Industry figures claim this collision has depressed profit margins to well below the European average.
The revelation came after Irish company Sammon Group went into liquidation last week owed €8m by Carillion for work on a schools public-private partnership.
Newspaper Sunday Independent revealed the number of business failures after seeing email correspondence between "industry insiders" and insolvency experts, which described the trends as "worrying".
They blamed onerous public sector form of contract that has pushed firms into making lower bids for work, plus the fallout from the collapse of Carillion, for what one source described as "a growing epidemic" of liquidations and receiverships.

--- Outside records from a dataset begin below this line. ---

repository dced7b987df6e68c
//! Job identity and lifecycle status.
//!
//! A job id is an opaque, high-entropy token handed to the client at
//! submission time. It doubles as the output file stem, so it is restricted
//! to characters that are safe in a file name.

use std::fmt;

use rand::Rng;
use serde::{Deserialize, Serialize};

// ---------------------------------------------------------------------------
// Constants
// ---------------------------------------------------------------------------

/// Number of characters in a generated job id.
pub const JOB_ID_LENGTH: usize = 128;

/// Alphabet used for job ids: uppercase ASCII letters and digits.
const JOB_ID_ALPHABET: &[u8] = b"ABCDEFGHIJKLMNOPQRSTUVWXYZ0123456789";

/// Number of id characters written to logs.
const LOG_PREFIX_LENGTH: usize = 12;

// ---------------------------------------------------------------------------
// JobId
// ---------------------------------------------------------------------------

/// Unique, unguessable identifier of a render job.
#[derive(Debug, Clone, PartialEq, Eq, Hash, PartialOrd, Ord, Serialize, Deserialize)]
#[serde(transparent)]
pub struct JobId(String);

impl JobId {
    /// Generate a fresh random id.
    ///
    /// Uniqueness is not guaranteed here; the job store retries on the
    /// (astronomically unlikely) collision.
    pub fn generate() -> Self {
        let mut rng = rand::rng();
        let id: String = (0..JOB_ID_LENGTH)
            .map(|_| JOB_ID_ALPHABET[rng.random_range(0..JOB_ID_ALPHABET.len())] as char)
            .collect();
        Self(id)
    }

    /// Wrap an externally supplied string (e.g. a URL path segment).
    ///
    /// No validation happens here: an id that was never generated simply
    /// won't be found in the store.
    pub fn from_raw(raw: impl Into<String>) -> Self {
        Self(raw.into())
    }

    pub fn as_str(&self) -> &str {
        &self.0
    }

    /// Short prefix used in log lines so full tokens never hit the logs.
    pub fn short(&self) -> &str {
        let end = self
            .0
            .char_indices()
            .nth(LOG_PREFIX_LENGTH)
            .map(|(i, _)| i)
            .unwrap_or(self.0.len());
        &self.0[..end]
    }

    /// File name of the job's output PDF (`<id>.pdf`).
    pub fn file_name(&self) -> String {
        format!("{}.pdf", self.0)
    }
}

impl fmt::Display for JobId {
    fn fmt(&self, f: &mut fmt::Formatter<'_>) -> fmt::Result {
        f.write_str(&self.0)
    }
}

/// Whether `stem` has the shape of a generated job id.
///
/// Used by the startup sweep to recognise output files left behind by a
/// previous process.
pub fn looks_like_job_id(stem: &str) -> bool {
    stem.len() == JOB_ID_LENGTH && stem.bytes().all(|b| JOB_ID_ALPHABET.contains(&b))
}

// ---------------------------------------------------------------------------
// JobStatus
// ---------------------------------------------------------------------------

/// Lifecycle state of a job.
///
/// Transitions are strictly `Waiting -> Working -> Finished`. Failure is
/// not a separate state: a failed job is `Finished` with an error message.
#[derive(Debug, Clone, Copy, PartialEq, Eq, Hash, Serialize, Deserialize)]
#[serde(rename_all = "lowercase")]
pub enum JobStatus {
    Waiting,
    Working,
    Finished,
}

impl JobStatus {
    pub fn as_str(self) -> &'static str {
        match self {
            JobStatus::Waiting => "waiting",
            JobStatus::Working => "working",
            JobStatus::Finished => "finished",
        }
    }

    /// Whether moving from `self` to `next` is a legal transition.
    pub fn can_transition_to(self, next: JobStatus) -> bool {
        matches!(
            (self, next),
            (JobStatus::Waiting, JobStatus::Working) | (JobStatus::Working, JobStatus::Finished)
        )
    }
}

impl fmt::Display for JobStatus {
    fn fmt(&self, f: &mut fmt::Formatter<'_>) -> fmt::Result {
        f.write_str(self.as_str())
    }
}

// ---------------------------------------------------------------------------
// Tests
// ---------------------------------------------------------------------------
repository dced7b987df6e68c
#[derive(Debug, thiserror::Error)]
pub enum CoreError {
    #[error("Entity not found: {entity} with id {id}")]
    NotFound { entity: &'static str, id: String },

    #[error("Validation failed: {0}")]
    Validation(String),

    #[error("Forbidden: {0}")]
    Forbidden(String),

    #[error("Internal error: {0}")]
    Internal(String),
}
use std::path::Path;

use async_trait::async_trait;
use urlpdf_core::convert::ConvertRequest;

use crate::error::RenderError;
use crate::render::RenderPipeline;

/// Executes one claimed job, producing the PDF at `output`.
///
/// The scheduler only depends on this trait, so it can run the real browser
/// pipeline in production and a scripted runner in tests.
#[async_trait]
pub trait JobRunner: Send + Sync {
    async fn run(&self, request: &ConvertRequest, output: &Path) -> Result<(), RenderError>;
}

#[async_trait]
impl JobRunner for RenderPipeline {
    async fn run(&self, request: &ConvertRequest, output: &Path) -> Result<(), RenderError> {
        self.render(request, output).await
    }
}
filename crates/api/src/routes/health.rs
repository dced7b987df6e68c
use axum::extract::State;
use axum::{routing::get, Json, Router};
use serde::Serialize;

use crate::state::AppState;

/// Health check response payload.
#[derive(Serialize)]
pub struct HealthResponse {
    /// Overall service status.
    pub status: &'static str,
    /// Crate version from Cargo.toml.
    pub version: &'static str,
    /// Number of tracked jobs per status.
    pub jobs: JobCountsResponse,
}

#[derive(Serialize)]
pub struct JobCountsResponse {
    pub waiting: usize,
    pub working: usize,
    pub finished: usize,
}

/// GET /health -- returns service status and job counts.
async fn health_check(State(state): State<AppState>) -> Json<HealthResponse> {
    let counts = state.jobs.counts().await;

    Json(HealthResponse {
        status: "ok",
        version: env!("CARGO_PKG_VERSION"),
        jobs: JobCountsResponse {
            waiting: counts.waiting,
            working: counts.working,
            finished: counts.finished,
        },
    })
}

/// Mount health check routes (intended for root level, NOT under `/apiv1`).
pub fn router() -> Router<AppState> {
    Router::new().route("/health", get(health_check))
}
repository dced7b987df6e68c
//! Domain logic for the URL-to-PDF render worker.
//!
//! Lives below every other crate in the workspace and has no internal
//! dependencies: error types, job identity and status, conversion request
//! validation, request signing, and PDF watermarking.

pub mod convert;
pub mod error;
pub mod job;
pub mod signature;
pub mod watermark;
//! One headless renderer process and its debugging channel.
//!
//! A session owns the child process, the port reservation it was started
//! on, and the connected [`CommandChannel`]. Opening a session only
//! succeeds once the renderer has shown a blank page with no navigation
//! history; anything else is treated as a failed launch.

use std::path::PathBuf;
use std::process::Stdio;
use std::time::Duration;

use serde_json::{json, Value};
use tokio::process::{Child, Command};

use crate::channel::{CommandChannel, DEFAULT_CALL_TIMEOUT};
use crate::error::BrowserError;
use crate::port::PortReservation;

/// How long `Browser.close` gets to be acknowledged before the process is
/// killed.
const CLOSE_GRACE: Duration = Duration::from_secs(1);

/// Process and timing parameters for starting a renderer.
#[derive(Debug, Clone)]
pub struct LaunchOptions {
    pub executable: PathBuf,
    pub crash_dump_dir: PathBuf,
    /// Total time to wait for the discovery endpoint to answer.
    pub startup_timeout: Duration,
    /// Pause between discovery polls.
    pub poll_interval: Duration,
    /// Per-request timeout for a discovery poll.
    pub discovery_request_timeout: Duration,
    pub connect_timeout: Duration,
    pub call_timeout: Duration,
}

impl LaunchOptions {
    pub fn new(executable: impl Into<PathBuf>) -> Self {
        Self {
            executable: executable.into(),
            crash_dump_dir: std::env::temp_dir(),
            startup_timeout: Duration::from_secs(10),
            poll_interval: Duration::from_millis(250),
            discovery_request_timeout: Duration::from_millis(1200),
            connect_timeout: Duration::from_secs(20),
            call_timeout: DEFAULT_CALL_TIMEOUT,
        }
    }
}

/// A running renderer with an open debugging channel.
#[derive(Debug)]
pub struct BrowserSession {
    child: Child,
    channel: CommandChannel,
    reservation: PortReservation,
}

impl BrowserSession {
    /// Start the renderer on the reserved port and connect to it.
    ///
    /// On any failure the process is killed and the reservation released
    /// before the error is returned.
    pub async fn open(
        options: &LaunchOptions,
        reservation: PortReservation,
    ) -> Result<Self, BrowserError> {
        let port = reservation.port();
        let args = launch_args(port, &options.crash_dump_dir, running_as_root());

        let mut child = Command::new(&options.executable)
            .args(&args)
            .stdin(Stdio::null())
            .stdout(Stdio::null())
            .stderr(Stdio::null())
            .kill_on_drop(true)
            .spawn()
            .map_err(|e| {
                BrowserError::LaunchFailed(format!("{}: {e}", options.executable.display()))
            })?;

        tracing::debug!(port, pid = child.id(), "Browser process started");

        match connect(&mut child, port, options).await {
            Ok(channel) => {
                tracing::info!(port, "Browser session ready");
                Ok(Self {
                    child,
                    channel,
                    reservation,
                })
            }
            Err(e) => {
                tracing::warn!(port, error = %e, "Browser session failed to open");
                terminate(&mut child).await;
                drop(reservation);
                Err(e)
            }
        }
    }

    pub fn port(&self) -> u16 {
        self.reservation.port()
    }

    /// Issue a protocol command on the session's channel.
    pub async fn call(&mut self, method: &str, params: Value) -> Result<Value, BrowserError> {
        self.channel.call(method, params).await
    }

    /// Ask the renderer to exit, then make sure it has.
    ///
    /// Never fails: every step is best effort, and the port is released
    /// once the process is gone.
    pub async fn close(self) {
        let Self {
            mut child,
            mut channel,
            reservation,
        } = self;
        let port = reservation.port();

        match tokio::time::timeout(CLOSE_GRACE, channel.call("Browser.close", json!({}))).await {
            Ok(Ok(_)) => {}
            Ok(Err(e)) => tracing::debug!(port, error = %e, "Browser.close failed"),
            Err(_) => tracing::debug!(port, "Browser.close not acknowledged"),
        }
        channel.close().await;

        if tokio::time::timeout(CLOSE_GRACE, child.wait()).await.is_err() {
            terminate(&mut child).await;
        }

        reservation.release();
        tracing::debug!(port, "Browser session closed");
    }
}

async fn connect(
    child: &mut Child,
    port: u16,
    options: &LaunchOptions,
) -> Result<CommandChannel, BrowserError> {
    let ws_url = wait_for_debugger_url(child, port, options).await?;

    let mut channel = CommandChannel::connect(&ws_url, options.connect_timeout)
        .await?
        .with_call_timeout(options.call_timeout);

    let history = channel
        .call("Page.getNavigationHistory", json!({}))
        .await?;
    if let Err(e) = verify_clean_history(&history) {
        channel.close().await;
        return Err(e);
    }

    Ok(channel)
}

/// Outcome of one poll of the discovery endpoint.
#[derive(Debug, PartialEq, Eq)]
enum Discovery {
    NotReady,
    Ready(String),
}

/// Poll `http://127.0.0.1:<port>/json` until it lists a target with a
/// WebSocket URL, the process exits, or the startup timeout elapses.
async fn wait_for_debugger_url(
    child: &mut Child,
    port: u16,
    options: &LaunchOptions,
) -> Result<String, BrowserError> {
    let client = reqwest::Client::builder()
        .timeout(options.discovery_request_timeout)
        .build()
        .map_err(|e| BrowserError::LaunchFailed(format!("HTTP client: {e}")))?;
    let url = format!("http://127.0.0.1:{port}/json");
    let deadline = tokio::time::Instant::now() + options.startup_timeout;

    loop {
        if let Some(status) = child.try_wait()? {
            return Err(BrowserError::LaunchFailed(format!(
                "browser exited during startup ({status})"
            )));
        }

        if let Discovery::Ready(ws_url) = poll_discovery(&client, &url).await? {
            tracing::debug!(port, ws_url = %ws_url, "Debugger endpoint discovered");
            return Ok(ws_url);
        }

        if tokio::time::Instant::now() + options.poll_interval > deadline {
            return Err(BrowserError::ConnectTimeout(format!(
                "no debugger endpoint on port {port} after {:?}",
                options.startup_timeout
            )));
        }
        tokio::time::sleep(options.poll_interval).await;
    }
}

async fn poll_discovery(client: &reqwest::Client, url: &str) -> Result<Discovery, BrowserError> {
    let response = match client.get(url).send().await {
        Ok(response) => response,
        Err(e) if e.is_connect() || e.is_timeout() => return Ok(Discovery::NotReady),
        Err(e) => {
            return Err(BrowserError::LaunchFailed(format!(
                "discovery request failed: {e}"
            )))
        }
    };

    if !response.status().is_success() {
        return Ok(Discovery::NotReady);
    }

    // A half-started renderer may drop the connection mid-body.
    match response.text().await {
        Ok(body) => classify_discovery(&body),
        Err(_) => Ok(Discovery::NotReady),
    }
}

/// Interpret a discovery response body.
///
/// An unparsable body or an empty target list means "not ready yet". A
/// target without a WebSocket URL is a renderer we cannot drive.
fn classify_discovery(body: &str) -> Result<Discovery, BrowserError> {
    let Ok(targets) = serde_json::from_str::<Value>(body) else {
        return Ok(Discovery::NotReady);
    };
    let Some(first) = targets.as_array().and_then(|targets| targets.first()) else {
        return Ok(Discovery::NotReady);
    };

    match first.get("webSocketDebuggerUrl").and_then(Value::as_str) {
        Some(ws_url) if !ws_url.is_empty() => Ok(Discovery::Ready(ws_url.to_string())),
        _ => Err(BrowserError::UnexpectedState(
            "debug target has no webSocketDebuggerUrl".to_string(),
        )),
    }
}

/// Accept only a freshly started tab: no entries at all, or exactly one
/// blank entry.
fn verify_clean_history(history: &Value) -> Result<(), BrowserError> {
    let index = history.get("currentIndex").and_then(Value::as_i64);
    let entries = history.get("entries").and_then(Value::as_array);

    let clean = match (index, entries) {
        (Some(-1), Some(entries)) => entries.is_empty(),
        (Some(0), Some(entries)) => {
            entries.len() == 1
                && matches!(
                    entries[0].get("url").and_then(Value::as_str),
                    Some("about:blank") | Some("")
                )
        }
        _ => false,
    };

    if clean {
        Ok(())
    } else {
        tracing::warn!(history = %history, "Browser started with navigation history");
        Err(BrowserError::UnexpectedState(
            "This browser has navigation history".to_string(),
        ))
    }
}

fn launch_args(port: u16, crash_dump_dir: &std::path::Path, as_root: bool) -> Vec<String> {
    let mut args = vec![
        "--headless".to_string(),
        format!("--crash-dumps-dir={}", crash_dump_dir.display()),
        "--single-process".to_string(),
        format!("--remote-debugging-port={port}"),
    ];
    if as_root {
        args.push("--no-sandbox".to_string());
    }
    args
}

#[cfg(unix)]
fn running_as_root() -> bool {
    // SAFETY: geteuid has no preconditions and cannot fail.
    unsafe { libc::geteuid() == 0 }
}

#[cfg(not(unix))]
fn running_as_root() -> bool {
    false
}

async fn terminate(child: &mut Child) {
    if let Err(e) = child.kill().await {
        tracing::debug!(error = %e, "Killing browser process failed");
    }
}
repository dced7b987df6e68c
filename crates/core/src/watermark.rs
//! PDF watermarking.
//!
//! Stamps a small grey text label onto every page large enough to carry it
//! (at least 150mm in both dimensions). Portrait pages get the label rotated
//! 90° along the left edge, landscape pages get it horizontally near the top
//! left. Smaller pages are passed through untouched.
//!
//! The existing page content is wrapped in `q ... Q` so that whatever
//! transform the renderer left active cannot displace the label.

use std::path::Path;

use lopdf::content::{Content, Operation};
use lopdf::{dictionary, Dictionary, Document, Object, ObjectId, Stream};

// ---------------------------------------------------------------------------
// Constants
// ---------------------------------------------------------------------------

/// PDF points per millimetre.
const POINTS_PER_MM: f32 = 72.0 / 25.4;

/// Pages narrower or shorter than this (in mm) are left unmodified.
pub const MIN_PAGE_SIZE_MM: f32 = 150.0;

/// Label font size in points.
const FONT_SIZE: f32 = 6.0;

/// Label grey level (0 = black, 1 = white).
const GREY_LEVEL: f32 = 0.5;

/// Resource name under which the label font is registered on each page.
const FONT_RESOURCE_NAME: &[u8] = b"UrlpdfWm";

/// Fallback when a page has no media box anywhere in its ancestry (US Letter).
const DEFAULT_MEDIA_BOX: [f32; 4] = [0.0, 0.0, 612.0, 792.0];

/// Guard against cyclic `Parent` chains in malformed files.
const MAX_PARENT_DEPTH: usize = 32;

// ---------------------------------------------------------------------------
// Errors
// ---------------------------------------------------------------------------

#[derive(Debug, thiserror::Error)]
pub enum WatermarkError {
    #[error("PDF error: {0}")]
    Pdf(#[from] lopdf::Error),

    #[error("IO error: {0}")]
    Io(#[from] std::io::Error),

    #[error("PDF is encrypted")]
    Encrypted,

    #[error("Source and destination must differ")]
    SamePath,
}

/// Outcome of a watermarking pass.
#[derive(Debug, Clone, Copy, PartialEq, Eq)]
pub struct WatermarkSummary {
    pub pages_marked: usize,
    pub pages_skipped: usize,
}

// ---------------------------------------------------------------------------
// Public API
// ---------------------------------------------------------------------------

/// Read `source`, watermark it with `label`, and write the result to
/// `destination`. The two paths must differ.
pub fn add_watermark(
    source: &Path,
    destination: &Path,
    label: &str,
) -> Result<WatermarkSummary, WatermarkError> {
    if source == destination {
        return Err(WatermarkError::SamePath);
    }
    let bytes = std::fs::read(source)?;
    let (output, summary) = watermark_pdf(&bytes, label)?;
    std::fs::write(destination, output)?;
    Ok(summary)
}

/// Watermark an in-memory PDF, returning the new document bytes.
pub fn watermark_pdf(
    input: &[u8],
    label: &str,
) -> Result<(Vec<u8>, WatermarkSummary), WatermarkError> {
    let mut doc = Document::load_mem(input)?;
    if doc.is_encrypted() {
        return Err(WatermarkError::Encrypted);
    }

    let font_id = doc.add_object(dictionary! {
        "Type" => "Font",
        "Subtype" => "Type1",
        "BaseFont" => "Helvetica",
        "Encoding" => "WinAnsiEncoding",
    });

    let mut summary = WatermarkSummary {
        pages_marked: 0,
        pages_skipped: 0,
    };

    let page_ids: Vec<ObjectId> = doc.get_pages().values().copied().collect();
    for page_id in page_ids {
        let media_box = media_box(&doc, page_id);
        match label_operations(media_box, label) {
            Some(operations) => {
                stamp_page(&mut doc, page_id, font_id, operations)?;
                summary.pages_marked += 1;
            }
            None => summary.pages_skipped += 1,
        }
    }

    let mut output = Vec::with_capacity(input.len() + 1024);
    doc.save_to(&mut output)?;
    Ok((output, summary))
}

// ---------------------------------------------------------------------------
// Geometry
// ---------------------------------------------------------------------------

/// Content operations drawing the label on a page with the given media box,
/// or `None` when the page is too small.
fn label_operations(media_box: [f32; 4], label: &str) -> Option<Vec<Operation>> {
    let [llx, lly, urx, ury] = media_box;
    let width = (urx - llx).abs();
    let height = (ury - lly).abs();
    if width / POINTS_PER_MM < MIN_PAGE_SIZE_MM || height / POINTS_PER_MM < MIN_PAGE_SIZE_MM {
        return None;
    }

    let origin_x = llx.min(urx);
    let origin_y = lly.min(ury);
    let matrix: [f32; 6] = if height > width {
        // Portrait: text runs upward along the left edge.
        [
            0.0,
            1.0,
            -1.0,
            0.0,
            origin_x + 15.0 * POINTS_PER_MM,
            origin_y + 20.0 * POINTS_PER_MM,
        ]
    } else {
        [
            1.0,
            0.0,
            0.0,
            1.0,
            origin_x + 20.0 * POINTS_PER_MM,
            origin_y + height - 10.0 * POINTS_PER_MM,
        ]
    };

    Some(vec![
        Operation::new("Q", vec![]),
        Operation::new("q", vec![]),
        Operation::new("g", vec![GREY_LEVEL.into()]),
        Operation::new("BT", vec![]),
        Operation::new(
            "Tf",
            vec![Object::Name(FONT_RESOURCE_NAME.to_vec()), FONT_SIZE.into()],
        ),
        Operation::new("Tm", matrix.iter().map(|v| (*v).into()).collect()),
        Operation::new("Tj", vec![Object::string_literal(encode_label(label))]),
        Operation::new("ET", vec![]),
        Operation::new("Q", vec![]),
    ])
}

/// Encode the label for a WinAnsi-encoded standard font. Characters outside
/// Latin-1 are replaced with `?`.
fn encode_label(label: &str) -> Vec<u8> {
    label
        .chars()
        .map(|c| match u32::from(c) {
            code @ 0x20..=0x7e | code @ 0xa0..=0xff => code as u8,
            _ => b'?',
        })
        .collect()
}

fn number(obj: &Object) -> Option<f32> {
    match obj {
        Object::Integer(i) => Some(*i as f32),
        Object::Real(r) => Some(*r as f32),
        _ => None,
    }
}

/// Resolve a direct object or follow a single reference.
fn resolve<'a>(doc: &'a Document, obj: &'a Object) -> Option<&'a Object> {
    match obj {
        Object::Reference(id) => doc.get_object(*id).ok(),
        other => Some(other),
    }
}

/// Look up an inheritable page attribute, walking up the page tree.
fn inherited<'a>(doc: &'a Document, page_id: ObjectId, key: &[u8]) -> Option<&'a Object> {
    let mut current = doc.get_object(page_id).ok()?.as_dict().ok()?;
    for _ in 0..MAX_PARENT_DEPTH {
        if let Ok(value) = current.get(key) {
            return resolve(doc, value);
        }
        let parent = current.get(b"Parent").ok()?.as_reference().ok()?;
        current = doc.get_object(parent).ok()?.as_dict().ok()?;
    }
    None
}

fn media_box(doc: &Document, page_id: ObjectId) -> [f32; 4] {
    let Some(Object::Array(values)) = inherited(doc, page_id, b"MediaBox") else {
        return DEFAULT_MEDIA_BOX;
    };
    let numbers: Vec<f32> = values
        .iter()
        .filter_map(|v| resolve(doc, v).and_then(number))
        .collect();
    match numbers.as_slice() {
        [a, b, c, d] => [*a, *b, *c, *d],
        _ => DEFAULT_MEDIA_BOX,
    }
}

// ---------------------------------------------------------------------------
// Page mutation
// ---------------------------------------------------------------------------

fn stamp_page(
    doc: &mut Document,
    page_id: ObjectId,
    font_id: ObjectId,
    operations: Vec<Operation>,
) -> Result<(), WatermarkError> {
    // Resources may be inherited or indirect; materialise a direct copy on
    // the page with the label font added.
    let mut resources = match inherited(doc, page_id, b"Resources") {
        Some(Object::Dictionary(d)) => d.clone(),
        _ => Dictionary::new(),
    };
    let mut fonts = match resources.get(b"Font").ok().and_then(|f| resolve(doc, f)) {
        Some(Object::Dictionary(d)) => d.clone(),
        _ => Dictionary::new(),
    };
    fonts.set(FONT_RESOURCE_NAME.to_vec(), Object::Reference(font_id));
    resources.set("Font", Object::Dictionary(fonts));

    let existing: Vec<Object> = {
        let page = doc.get_object(page_id)?.as_dict()?;
        match page.get(b"Contents") {
            Ok(Object::Array(items)) => items.clone(),
            Ok(Object::Reference(id)) => vec![Object::Reference(*id)],
            _ => Vec::new(),
        }
    };

    let open_id = doc.add_object(Stream::new(dictionary! {}, b"q\n".to_vec()));
    let overlay = Content { operations }.encode()?;
    let overlay_id = doc.add_object(Stream::new(dictionary! {}, overlay));

    let mut contents = Vec::with_capacity(existing.len() + 2);
    contents.push(Object::Reference(open_id));
    contents.extend(existing);
    contents.push(Object::Reference(overlay_id));

    let page = doc.get_object_mut(page_id)?.as_dict_mut()?;
    page.set("Resources", Object::Dictionary(resources));
    page.set("Contents", Object::Array(contents));
    Ok(())
}

// ---------------------------------------------------------------------------
// Tests
// ---------------------------------------------------------------------------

Construction Industry Federation (CIF) director general Tom Parlon has written to all members of the Dáil Éireann, Ireland’s parliament, to "alert you to an issue threatening construction jobs and the completion of public-sector construction projects in school-building, hospitals, road upgrades, social housing, and renovation of public buildings".
"The inflexibility of Government contracts in the face of substantial increases in input costs mean construction companies may now be forced out of business or to abandon ongoing public-sector projects. The Government contract forces all the risk and costs of unforeseeable issues onto the construction company," said the letter.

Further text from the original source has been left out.